● **Exercise aim**: Please return the lines of the data that contain "with".
Data section: Begin
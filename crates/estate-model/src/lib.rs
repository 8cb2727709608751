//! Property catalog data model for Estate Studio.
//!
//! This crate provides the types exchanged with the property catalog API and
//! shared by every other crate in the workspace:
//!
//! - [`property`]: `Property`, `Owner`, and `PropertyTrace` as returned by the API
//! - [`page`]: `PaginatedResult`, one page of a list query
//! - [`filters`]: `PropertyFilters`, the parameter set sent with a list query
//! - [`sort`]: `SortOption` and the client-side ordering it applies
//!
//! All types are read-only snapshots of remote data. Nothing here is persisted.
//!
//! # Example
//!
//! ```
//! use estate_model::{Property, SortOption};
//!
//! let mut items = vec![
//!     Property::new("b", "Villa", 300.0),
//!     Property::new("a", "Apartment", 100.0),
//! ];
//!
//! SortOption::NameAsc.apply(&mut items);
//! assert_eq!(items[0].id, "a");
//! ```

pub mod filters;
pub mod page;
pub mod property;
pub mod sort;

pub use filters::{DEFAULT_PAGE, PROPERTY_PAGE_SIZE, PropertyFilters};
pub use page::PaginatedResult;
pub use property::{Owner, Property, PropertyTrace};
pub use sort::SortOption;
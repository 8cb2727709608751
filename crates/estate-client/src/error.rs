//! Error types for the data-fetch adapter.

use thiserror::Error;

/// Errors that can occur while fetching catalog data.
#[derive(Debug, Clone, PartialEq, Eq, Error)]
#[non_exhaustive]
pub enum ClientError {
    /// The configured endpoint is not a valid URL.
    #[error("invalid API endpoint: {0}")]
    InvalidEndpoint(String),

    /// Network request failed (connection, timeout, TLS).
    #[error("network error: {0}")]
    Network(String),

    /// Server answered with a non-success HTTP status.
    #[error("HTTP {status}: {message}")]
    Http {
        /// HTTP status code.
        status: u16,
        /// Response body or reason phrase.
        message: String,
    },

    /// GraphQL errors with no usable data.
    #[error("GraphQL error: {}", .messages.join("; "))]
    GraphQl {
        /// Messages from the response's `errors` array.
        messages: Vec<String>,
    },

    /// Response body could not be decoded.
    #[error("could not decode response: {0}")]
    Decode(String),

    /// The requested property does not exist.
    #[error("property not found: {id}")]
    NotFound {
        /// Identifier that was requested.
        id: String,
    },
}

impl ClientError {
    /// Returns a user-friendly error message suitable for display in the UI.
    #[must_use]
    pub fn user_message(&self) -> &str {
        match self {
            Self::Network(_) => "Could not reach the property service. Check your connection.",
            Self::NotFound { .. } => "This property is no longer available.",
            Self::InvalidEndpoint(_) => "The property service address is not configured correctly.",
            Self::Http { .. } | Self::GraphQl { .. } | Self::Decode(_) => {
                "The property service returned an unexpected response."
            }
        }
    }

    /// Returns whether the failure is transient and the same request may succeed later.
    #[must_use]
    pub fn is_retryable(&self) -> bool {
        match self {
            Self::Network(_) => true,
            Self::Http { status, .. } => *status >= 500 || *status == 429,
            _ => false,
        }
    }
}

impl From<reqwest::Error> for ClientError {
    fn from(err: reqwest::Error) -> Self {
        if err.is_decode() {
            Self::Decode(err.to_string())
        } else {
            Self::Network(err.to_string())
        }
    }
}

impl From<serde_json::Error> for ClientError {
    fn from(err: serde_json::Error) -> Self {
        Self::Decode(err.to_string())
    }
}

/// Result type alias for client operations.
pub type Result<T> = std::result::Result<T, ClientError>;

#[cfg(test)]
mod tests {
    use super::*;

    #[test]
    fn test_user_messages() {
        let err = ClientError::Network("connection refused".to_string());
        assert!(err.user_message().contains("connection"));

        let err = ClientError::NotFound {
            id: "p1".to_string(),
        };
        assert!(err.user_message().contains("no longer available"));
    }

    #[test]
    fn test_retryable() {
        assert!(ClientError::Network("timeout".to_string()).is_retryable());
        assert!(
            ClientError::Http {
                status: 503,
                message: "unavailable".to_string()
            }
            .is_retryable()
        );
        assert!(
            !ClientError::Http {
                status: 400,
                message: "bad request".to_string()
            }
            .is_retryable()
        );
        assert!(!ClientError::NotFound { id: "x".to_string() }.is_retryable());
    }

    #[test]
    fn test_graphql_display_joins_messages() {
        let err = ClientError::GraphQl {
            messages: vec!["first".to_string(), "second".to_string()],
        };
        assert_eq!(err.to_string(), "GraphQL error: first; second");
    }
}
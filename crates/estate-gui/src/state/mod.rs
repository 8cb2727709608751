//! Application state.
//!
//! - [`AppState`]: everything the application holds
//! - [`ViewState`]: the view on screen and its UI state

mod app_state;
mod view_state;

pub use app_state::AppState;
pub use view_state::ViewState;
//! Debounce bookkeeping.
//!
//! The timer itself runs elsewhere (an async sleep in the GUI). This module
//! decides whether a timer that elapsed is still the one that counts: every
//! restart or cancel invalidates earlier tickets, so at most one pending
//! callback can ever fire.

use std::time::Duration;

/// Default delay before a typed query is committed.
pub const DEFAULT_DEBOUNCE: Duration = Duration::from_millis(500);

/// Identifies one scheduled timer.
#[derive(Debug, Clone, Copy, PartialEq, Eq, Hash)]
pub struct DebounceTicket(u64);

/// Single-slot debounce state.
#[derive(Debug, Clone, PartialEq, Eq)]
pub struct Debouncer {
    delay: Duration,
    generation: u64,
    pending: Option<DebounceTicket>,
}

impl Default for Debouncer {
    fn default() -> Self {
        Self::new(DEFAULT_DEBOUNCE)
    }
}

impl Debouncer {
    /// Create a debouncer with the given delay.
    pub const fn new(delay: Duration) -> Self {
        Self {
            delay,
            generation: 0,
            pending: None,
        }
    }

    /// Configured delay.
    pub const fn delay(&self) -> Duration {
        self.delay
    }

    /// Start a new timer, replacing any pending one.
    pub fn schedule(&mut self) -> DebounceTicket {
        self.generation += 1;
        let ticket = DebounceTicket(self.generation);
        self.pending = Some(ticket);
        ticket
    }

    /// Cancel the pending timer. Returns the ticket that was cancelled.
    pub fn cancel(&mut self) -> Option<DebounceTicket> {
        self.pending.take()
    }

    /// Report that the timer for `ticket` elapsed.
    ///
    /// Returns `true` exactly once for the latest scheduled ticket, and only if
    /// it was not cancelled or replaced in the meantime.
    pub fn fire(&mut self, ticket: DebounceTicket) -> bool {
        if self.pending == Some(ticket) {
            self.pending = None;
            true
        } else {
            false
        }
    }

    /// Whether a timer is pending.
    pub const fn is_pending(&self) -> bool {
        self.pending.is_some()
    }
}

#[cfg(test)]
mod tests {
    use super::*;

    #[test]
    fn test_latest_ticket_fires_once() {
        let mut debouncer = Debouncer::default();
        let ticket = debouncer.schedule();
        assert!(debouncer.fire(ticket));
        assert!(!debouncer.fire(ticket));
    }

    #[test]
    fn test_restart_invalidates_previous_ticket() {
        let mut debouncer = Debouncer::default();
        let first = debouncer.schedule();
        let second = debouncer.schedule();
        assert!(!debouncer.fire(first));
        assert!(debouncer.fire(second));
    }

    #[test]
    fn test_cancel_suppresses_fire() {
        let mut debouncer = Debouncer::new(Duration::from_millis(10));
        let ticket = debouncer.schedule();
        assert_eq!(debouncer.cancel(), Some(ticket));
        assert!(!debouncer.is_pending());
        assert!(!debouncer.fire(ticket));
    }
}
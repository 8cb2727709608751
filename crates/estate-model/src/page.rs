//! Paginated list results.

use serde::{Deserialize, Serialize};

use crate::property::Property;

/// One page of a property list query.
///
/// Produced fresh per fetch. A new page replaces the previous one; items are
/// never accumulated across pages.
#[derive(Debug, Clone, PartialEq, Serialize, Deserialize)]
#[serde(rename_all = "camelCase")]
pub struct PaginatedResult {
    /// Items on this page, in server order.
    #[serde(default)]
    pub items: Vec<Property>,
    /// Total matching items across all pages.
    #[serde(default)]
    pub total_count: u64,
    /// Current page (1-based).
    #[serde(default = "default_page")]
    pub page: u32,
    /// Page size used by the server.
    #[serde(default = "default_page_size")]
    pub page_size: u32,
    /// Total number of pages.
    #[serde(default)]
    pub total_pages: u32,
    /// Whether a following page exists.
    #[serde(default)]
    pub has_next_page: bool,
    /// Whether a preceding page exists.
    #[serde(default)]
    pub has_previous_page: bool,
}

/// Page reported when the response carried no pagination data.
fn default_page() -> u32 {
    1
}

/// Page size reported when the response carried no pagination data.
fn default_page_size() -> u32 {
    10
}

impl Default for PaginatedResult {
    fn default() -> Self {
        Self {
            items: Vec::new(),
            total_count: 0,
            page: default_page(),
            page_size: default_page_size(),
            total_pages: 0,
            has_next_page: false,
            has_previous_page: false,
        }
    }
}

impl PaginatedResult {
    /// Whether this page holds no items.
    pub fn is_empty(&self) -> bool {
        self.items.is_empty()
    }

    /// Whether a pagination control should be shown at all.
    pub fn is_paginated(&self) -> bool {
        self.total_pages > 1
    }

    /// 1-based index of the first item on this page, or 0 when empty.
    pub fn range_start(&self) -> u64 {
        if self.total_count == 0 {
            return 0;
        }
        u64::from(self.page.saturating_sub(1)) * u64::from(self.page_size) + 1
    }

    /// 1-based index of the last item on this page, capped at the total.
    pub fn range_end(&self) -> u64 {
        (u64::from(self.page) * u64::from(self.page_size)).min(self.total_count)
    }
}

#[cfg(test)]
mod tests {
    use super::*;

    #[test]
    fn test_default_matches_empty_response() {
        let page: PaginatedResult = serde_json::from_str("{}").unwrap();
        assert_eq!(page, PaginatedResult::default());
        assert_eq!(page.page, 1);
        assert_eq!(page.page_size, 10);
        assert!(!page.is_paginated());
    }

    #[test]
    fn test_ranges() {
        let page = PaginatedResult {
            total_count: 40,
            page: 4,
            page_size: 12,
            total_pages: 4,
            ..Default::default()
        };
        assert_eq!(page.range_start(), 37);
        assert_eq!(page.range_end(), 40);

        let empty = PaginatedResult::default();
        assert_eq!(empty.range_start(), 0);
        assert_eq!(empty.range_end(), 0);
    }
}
Data section: End
● **Answer section**:
//! This crate provides the types exchanged with the property catalog API and
//! - [`filters`]: `PropertyFilters`, the parameter set sent with a list query
    /// Server answered with a non-success HTTP status.
    /// GraphQL errors with no usable data.
    /// Create a debouncer with the given delay.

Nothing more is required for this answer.